Available data>
- - -
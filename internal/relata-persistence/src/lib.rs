#![warn(missing_docs)]

//! Relational data-access layer backed by SQLite.
//!
//! Provide:
//! - A [schema] registry describing entities, their columns and relationships.
//! - A [row mapper][mapper] converting rows to and from field-keyed records.
//! - A [query builder][query] producing parameterized statements.
//! - An [association] resolver for preloads, joins and association mutations.
//! - Units of work, sessions and the CRUD [executor][database::Executor] in [database].
//! - The [sqlite] plumbing: conditions, dialects, connections and their pool.

pub mod association;
pub mod configuration;
pub mod database;
mod error;
pub mod logging;
pub mod mapper;
pub mod query;
pub mod schema;
pub mod sqlite;
#[cfg(any(test, feature = "test_tools"))]
pub mod test_tools;

pub use error::{DataAccessError, MappingError};
pub use relata_resource_pool::ResourcePoolError;

/// Generic error type
pub type StdError = anyhow::Error;

/// Generic result type
pub type StdResult<T> = anyhow::Result<T, StdError>;

#[cfg(test)]
pub(crate) mod test_helper;
use std::sync::Arc;

use relata_resource_pool::ResourcePoolItem;
use slog::{Logger, debug, info};

use crate::StdResult;
use crate::configuration::DataAccessConfiguration;
use crate::logging::LoggerExtensions;
use crate::schema::SchemaRegistry;
use crate::sqlite::{
    SqlDialect, SqliteConnectionPool, SqliteDialect, SqlitePooledConnection, TransactionBehavior,
    classify_error,
};

use super::{Executor, UnitOfWork};

/// Entry point of the data-access layer: the schema registry, the connection
/// pool and the dialect statements are rendered for.
///
/// Cloning is cheap, clones share the registry and the pool.
#[derive(Clone)]
pub struct DataContext {
    registry: Arc<SchemaRegistry>,
    pool: Arc<SqliteConnectionPool>,
    dialect: Arc<dyn SqlDialect>,
    logger: Logger,
}

impl DataContext {
    /// Create a context, the registry must be consistent.
    pub fn new(
        registry: Arc<SchemaRegistry>,
        pool: SqliteConnectionPool,
        logger: Logger,
    ) -> StdResult<Self> {
        registry.validate()?;
        let logger = logger.new_with_component_name::<Self>();
        info!(
            logger, "Data context ready";
            "entities" => registry.kinds().len(), "pool_size" => pool.size()
        );

        Ok(Self {
            registry,
            pool: Arc::new(pool),
            dialect: Arc::new(SqliteDialect),
            logger,
        })
    }

    /// Create a context and its connection pool from the configuration.
    pub fn from_configuration(
        registry: Arc<SchemaRegistry>,
        configuration: &DataAccessConfiguration,
        logger: Logger,
    ) -> StdResult<Self> {
        let pool = SqliteConnectionPool::from_configuration(configuration, &logger)?;

        Self::new(registry, pool, logger)
    }

    /// Replace the dialect statements are rendered for.
    pub fn with_dialect(mut self, dialect: Arc<dyn SqlDialect>) -> Self {
        self.dialect = dialect;
        self
    }

    /// Schema registry
    pub fn registry(&self) -> &SchemaRegistry {
        &self.registry
    }

    /// Connection pool
    pub fn pool(&self) -> &SqliteConnectionPool {
        &self.pool
    }

    /// Dialect
    pub fn dialect(&self) -> &dyn SqlDialect {
        self.dialect.as_ref()
    }

    /// Acquire a connection for a session.
    ///
    /// Fails with [DataAccessError::PoolExhausted][crate::DataAccessError::PoolExhausted]
    /// when no connection frees up in time.
    pub fn session(&self) -> StdResult<Session<'_>> {
        Ok(Session {
            connection: self.pool.connection()?,
            context: self,
        })
    }

    /// Run the operation with an executor working outside of any unit of work.
    pub fn run<T>(&self, operation: impl FnOnce(&Executor<'_>) -> StdResult<T>) -> StdResult<T> {
        let session = self.session()?;

        operation(&session.executor())
    }

    /// Run the operation in a unit of work committed on success, rolled back on failure.
    pub fn with_transaction<T>(
        &self,
        operation: impl FnOnce(&UnitOfWork<'_>) -> StdResult<T>,
    ) -> StdResult<T> {
        self.session()?.with_transaction(operation)
    }

    /// Optimize the database and close the idle connections.
    pub fn shutdown(self) -> StdResult<()> {
        {
            let session = self.session()?;
            session
                .connection
                .execute("pragma analysis_limit=400; pragma optimize;")
                .map_err(classify_error)?;
        }
        self.pool.clear()?;
        debug!(self.logger, "Data context shut down");

        Ok(())
    }
}

/// A connection taken from the pool, given back when the session is dropped.
pub struct Session<'a> {
    connection: ResourcePoolItem<'a, SqlitePooledConnection>,
    context: &'a DataContext,
}

impl Session<'_> {
    /// Executor working on the session connection, outside of any unit of work.
    pub fn executor(&self) -> Executor<'_> {
        Executor::new(
            &self.connection,
            &self.context.registry,
            self.context.dialect.as_ref(),
            &self.context.logger,
        )
    }

    /// Begin a unit of work taking the write lock on its first write.
    pub fn begin(&self) -> StdResult<UnitOfWork<'_>> {
        self.begin_with(TransactionBehavior::Deferred)
    }

    /// Begin a unit of work taking the write lock immediately.
    pub fn begin_immediate(&self) -> StdResult<UnitOfWork<'_>> {
        self.begin_with(TransactionBehavior::Immediate)
    }

    /// Run the operation in a unit of work committed on success, rolled back on failure.
    pub fn with_transaction<T>(
        &self,
        operation: impl FnOnce(&UnitOfWork<'_>) -> StdResult<T>,
    ) -> StdResult<T> {
        Self::complete(self.begin()?, operation)
    }

    /// Same as [with_transaction][Self::with_transaction], with the write lock taken at once.
    pub fn with_immediate_transaction<T>(
        &self,
        operation: impl FnOnce(&UnitOfWork<'_>) -> StdResult<T>,
    ) -> StdResult<T> {
        Self::complete(self.begin_immediate()?, operation)
    }

    fn begin_with(&self, behavior: TransactionBehavior) -> StdResult<UnitOfWork<'_>> {
        UnitOfWork::begin(
            &self.connection,
            &self.context.registry,
            self.context.dialect.as_ref(),
            behavior,
            &self.context.logger,
        )
    }

    fn complete<'u, T>(
        unit_of_work: UnitOfWork<'u>,
        operation: impl FnOnce(&UnitOfWork<'u>) -> StdResult<T>,
    ) -> StdResult<T> {
        match operation(&unit_of_work) {
            Ok(value) => {
                unit_of_work.commit()?;
                Ok(value)
            }
            Err(error) => match unit_of_work.rollback() {
                Ok(()) => Err(error),
                Err(rollback_error) => {
                    Err(error.context(format!("Transaction rollback failed: {rollback_error:?}")))
                }
            },
        }
    }
}
#![warn(missing_docs)]

//! Storefront data model built on the relata data-access layer.
//!
//! Provide:
//! - The storefront [records][database::record]: users, wallets, addresses,
//!   products, guest book entries, user logs and todos.
//! - Their descriptors gathered in a [registry][database::storefront_registry],
//!   with the user identifier hook and the wallet [scopes][database::scope].
//! - The table bootstrap and a [StorefrontStore] opening a ready to use data context.

pub mod database;
mod store;

pub use store::StorefrontStore;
- - -
What the task asks> Up to and including the line that contains "producing parameterized statements.", output the records above exactly, beginning with their first line.

Completed exercise>
filename internal/relata-persistence/src/lib.rs
#![warn(missing_docs)]

//! Relational data-access layer backed by SQLite.
//!
//! Provide:
//! - A [schema] registry describing entities, their columns and relationships.
//! - A [row mapper][mapper] converting rows to and from field-keyed records.
//! - A [query builder][query] producing parameterized statements.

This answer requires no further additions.